Under its ‘Decarbonising Infrastructure Delivery Policy’ aimed at reducing upfront carbon in infrastructure, the NSW government last year produced technical guidance for embodied carbon measurement for infrastructure projects. And in the UK and adopted internationally by members of the Royal Institution of Chartered Surveyors (RICS), there is now a new RICS badged training programme entitled “Certificate in Whole Life Carbon Assessment”. This has been developed to provide participants with the skills and tools to carry out carbon assessments in line with the requirements of the whole life carbon assessment (WLCA) standard 2nd edition which was also released last year. This training programme developed for quantity surveyors is designed to be completed within a 9-month period, which includes the time allotted for final assessments.

Tracking the carbon through a project’s life cycle is a very tricky exercise and it is taking the industry quite some time to agree on methodologies and reporting standards such as preferred by the RICS WLCA. We are not talking here about capturing the carbon footprint of a business entity or government organisation where various ‘green’ carbon mitigation measures can be implemented for procurement and business operations.  For specific projects, modelling various design scenarios to assess their carbon content and cost can be challenging. For this reason, involving sustainability consultants early and using carbon calculators is essential to provide feedback to the architects, design team and contractors throughout a project. Clear information, such as adding an adjacent carbon column to cost plans, makes decision making faster and more effective.

Figure 1 below is an illustration of an iterative stage by stage approach to carbon cost assessments for buildings given by one leading QS firm in Australia/Oceania.

(Fig 1. Embodied carbon assessment through the project lifecycle (Source: Turner & Townsend, www.turnerandtownsend.com)

The basic principle of calculating embodied carbon is to multiply the estimated quantity of each material or product by a carbon factor (normally measured in kgCO2 e per kg of material), ‘e’ meaning equivalent global warming impact which for carbon is a factor of 1. However, this new costing approach involves converting carbon emissions into a monetary value, typically using a carbon price or monetary rate. At its most simplistic, it aims to summate the carbon costs for all materials and activities to get the total carbon cost for the project.
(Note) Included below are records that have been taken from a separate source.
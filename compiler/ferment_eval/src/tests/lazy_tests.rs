//! Call-by-need semantics: deferral, snapshots, memoization.

use ferment_ir::{AstBuilder, BinaryOp, StringInterner};
use pretty_assertions::assert_eq;

use super::run;
use crate::EvalErrorKind;

/// `func noisy() { print("noisy"); return 1; }`
fn define_noisy(b: &AstBuilder<'_>) {
    b.function(
        "noisy",
        &[],
        None,
        vec![b.print(&[b.str("noisy")]), b.ret(b.int(1))],
    );
}

#[test]
fn forced_once_however_often_read() {
    let interner = StringInterner::new();
    let b = AstBuilder::new(&interner);
    define_noisy(&b);
    b.main(vec![
        b.var_def("x", None),
        b.assign("x", b.binary(BinaryOp::Add, b.call("noisy", &[]), b.int(1))),
        b.print(&[b.var("x")]),
        b.print(&[b.var("x")]),
        b.print(&[b.binary(BinaryOp::Mul, b.var("x"), b.var("x"))]),
    ]);
    assert_eq!(run(&interner, b).ok(), "noisy\n2\n2\n4\n");
}

#[test]
fn unread_binding_never_evaluated() {
    let interner = StringInterner::new();
    let b = AstBuilder::new(&interner);
    define_noisy(&b);
    b.main(vec![
        b.var_def("x", None),
        b.assign("x", b.call("noisy", &[])),
        b.print(&[b.str("done")]),
    ]);
    assert_eq!(run(&interner, b).ok(), "done\n");
}

#[test]
fn copies_share_one_evaluation() {
    let interner = StringInterner::new();
    let b = AstBuilder::new(&interner);
    define_noisy(&b);
    b.main(vec![
        b.var_def("x", None),
        b.var_def("y", None),
        b.assign("x", b.call("noisy", &[])),
        b.assign("y", b.var("x")),
        b.print(&[b.var("y")]),
        b.print(&[b.var("x")]),
    ]);
    assert_eq!(run(&interner, b).ok(), "noisy\n1\n1\n");
}

#[test]
fn thunk_sees_bindings_at_assignment_time() {
    let interner = StringInterner::new();
    let b = AstBuilder::new(&interner);
    b.main(vec![
        b.var_def("a", None),
        b.var_def("x", None),
        b.assign("a", b.int(1)),
        b.assign("x", b.binary(BinaryOp::Add, b.var("a"), b.int(1))),
        b.assign("a", b.int(10)),
        b.print(&[b.var("x"), b.str(" "), b.var("a")]),
    ]);
    assert_eq!(run(&interner, b).ok(), "2 10\n");
}

#[test]
fn self_reference_uses_previous_value() {
    let interner = StringInterner::new();
    let b = AstBuilder::new(&interner);
    b.main(vec![
        b.var_def("n", None),
        b.assign("n", b.int(1)),
        b.assign("n", b.binary(BinaryOp::Add, b.var("n"), b.int(1))),
        b.assign("n", b.binary(BinaryOp::Mul, b.var("n"), b.int(5))),
        b.print(&[b.var("n")]),
    ]);
    assert_eq!(run(&interner, b).ok(), "10\n");
}

#[test]
fn unread_argument_never_evaluated() {
    let interner = StringInterner::new();
    let b = AstBuilder::new(&interner);
    define_noisy(&b);
    b.function("ignore", &[("a", None)], None, vec![b.print(&[b.str("in")])]);
    b.main(vec![b.call_stmt("ignore", &[b.call("noisy", &[])])]);
    assert_eq!(run(&interner, b).ok(), "in\n");
}

#[test]
fn argument_uses_caller_bindings() {
    let interner = StringInterner::new();
    let b = AstBuilder::new(&interner);
    b.function(
        "show",
        &[("a", None)],
        None,
        vec![
            b.var_def("b", None),
            b.assign("b", b.int(5)),
            b.print(&[b.var("a")]),
        ],
    );
    b.main(vec![
        b.var_def("b", None),
        b.assign("b", b.int(1)),
        b.call_stmt("show", &[b.binary(BinaryOp::Add, b.var("b"), b.int(1))]),
    ]);
    assert_eq!(run(&interner, b).ok(), "2\n");
}

#[test]
fn returned_expression_uses_callee_bindings() {
    let interner = StringInterner::new();
    let b = AstBuilder::new(&interner);
    b.function(
        "make",
        &[],
        None,
        vec![
            b.var_def("n", None),
            b.assign("n", b.int(4)),
            b.ret(b.binary(BinaryOp::Mul, b.var("n"), b.int(2))),
        ],
    );
    b.main(vec![
        b.var_def("n", None),
        b.assign("n", b.int(100)),
        b.print(&[b.call("make", &[])]),
    ]);
    assert_eq!(run(&interner, b).ok(), "8\n");
}

#[test]
fn discarded_call_result_not_forced() {
    let interner = StringInterner::new();
    let b = AstBuilder::new(&interner);
    define_noisy(&b);
    b.function("wrap", &[], None, vec![b.ret(b.call("noisy", &[]))]);
    b.main(vec![b.call_stmt("wrap", &[]), b.print(&[b.str("end")])]);
    assert_eq!(run(&interner, b).ok(), "end\n");
}

#[test]
fn unbound_capture_is_error_only_when_read() {
    let interner = StringInterner::new();
    let b = AstBuilder::new(&interner);
    b.main(vec![
        b.var_def("x", None),
        b.assign("x", b.binary(BinaryOp::Add, b.var("missing"), b.int(1))),
        b.print(&[b.str("before")]),
        b.print(&[b.var("x")]),
    ]);
    let out = run(&interner, b);
    assert_eq!(out.output, "before\n");
    assert_eq!(
        out.kind(),
        &EvalErrorKind::UndefinedVariable {
            name: "missing".into()
        }
    );
}

#[test]
fn later_declaration_does_not_bind_capture() {
    let interner = StringInterner::new();
    let b = AstBuilder::new(&interner);
    b.main(vec![
        b.var_def("x", None),
        b.assign("x", b.var("late")),
        b.var_def("late", None),
        b.assign("late", b.int(3)),
        b.print(&[b.var("x")]),
    ]);
    let out = run(&interner, b);
    assert!(matches!(out.kind(), EvalErrorKind::UndefinedVariable { .. }));
}

#[test]
fn raise_while_forcing_leaves_binding_unforced() {
    let interner = StringInterner::new();
    let b = AstBuilder::new(&interner);
    b.function(
        "boom",
        &[],
        None,
        vec![b.print(&[b.str("boom")]), b.raise(b.str("bad"))],
    );
    b.main(vec![
        b.var_def("x", None),
        b.assign("x", b.call("boom", &[])),
        b.try_stmt(
            vec![b.print(&[b.var("x")])],
            vec![b.catch("bad", vec![b.print(&[b.str("first")])])],
        ),
        b.try_stmt(
            vec![b.print(&[b.var("x")])],
            vec![b.catch("bad", vec![b.print(&[b.str("second")])])],
        ),
    ]);
    assert_eq!(run(&interner, b).ok(), "boom\nfirst\nboom\nsecond\n");
}

#[test]
fn declared_type_checked_when_forced() {
    let interner = StringInterner::new();
    let b = AstBuilder::new(&interner);
    b.main(vec![
        b.var_def("s", Some("string")),
        b.var_def("x", Some("int")),
        b.assign("s", b.str("text")),
        b.assign("x", b.var("s")),
        b.print(&[b.str("assigned")]),
        b.print(&[b.var("x")]),
    ]);
    let out = run(&interner, b);
    assert_eq!(out.output, "assigned\n");
    assert!(matches!(out.kind(), EvalErrorKind::TypeMismatch { .. }));
}

#[test]
fn literal_conformed_at_assignment() {
    let interner = StringInterner::new();
    let b = AstBuilder::new(&interner);
    b.main(vec![
        b.var_def("flag", Some("bool")),
        b.assign("flag", b.int(5)),
        b.print(&[b.var("flag")]),
        b.var_def("n", Some("int")),
        b.assign("n", b.str("no")),
        b.print(&[b.str("unreachable")]),
    ]);
    let out = run(&interner, b);
    assert_eq!(out.output, "true\n");
    assert!(matches!(out.kind(), EvalErrorKind::TypeMismatch { .. }));
}

#[test]
fn parameter_type_conforms_argument() {
    let interner = StringInterner::new();
    let b = AstBuilder::new(&interner);
    b.function(
        "check",
        &[("flag", Some("bool"))],
        None,
        vec![b.if_stmt(
            b.var("flag"),
            vec![b.print(&[b.str("yes")])],
            Some(vec![b.print(&[b.str("no")])]),
        )],
    );
    b.main(vec![
        b.var_def("n", None),
        b.assign("n", b.int(0)),
        b.call_stmt("check", &[b.binary(BinaryOp::Add, b.var("n"), b.int(2))]),
        b.call_stmt("check", &[b.var("n")]),
    ]);
    assert_eq!(run(&interner, b).ok(), "yes\nno\n");
}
The Environmental Product Disclosure (EPD) of a building product is then a key indicator of carbon content and quantity surveyors are of course ‘numbers’ people at core.

A headache of sorts is that there are quite a number of competing EPD databases that QS’s can use. Of these, some can be used for-asset level data whilst others can be used for more specific product level emissions via specific manufacturers EPD data sets. The figures in databases are often contested values and some databases might not just show individual product disclosures but also results of project level carbon assessments primarily from (EPDs) containing A1-3 Global Warming potential (GWP values) and cradle to gate CO2 values.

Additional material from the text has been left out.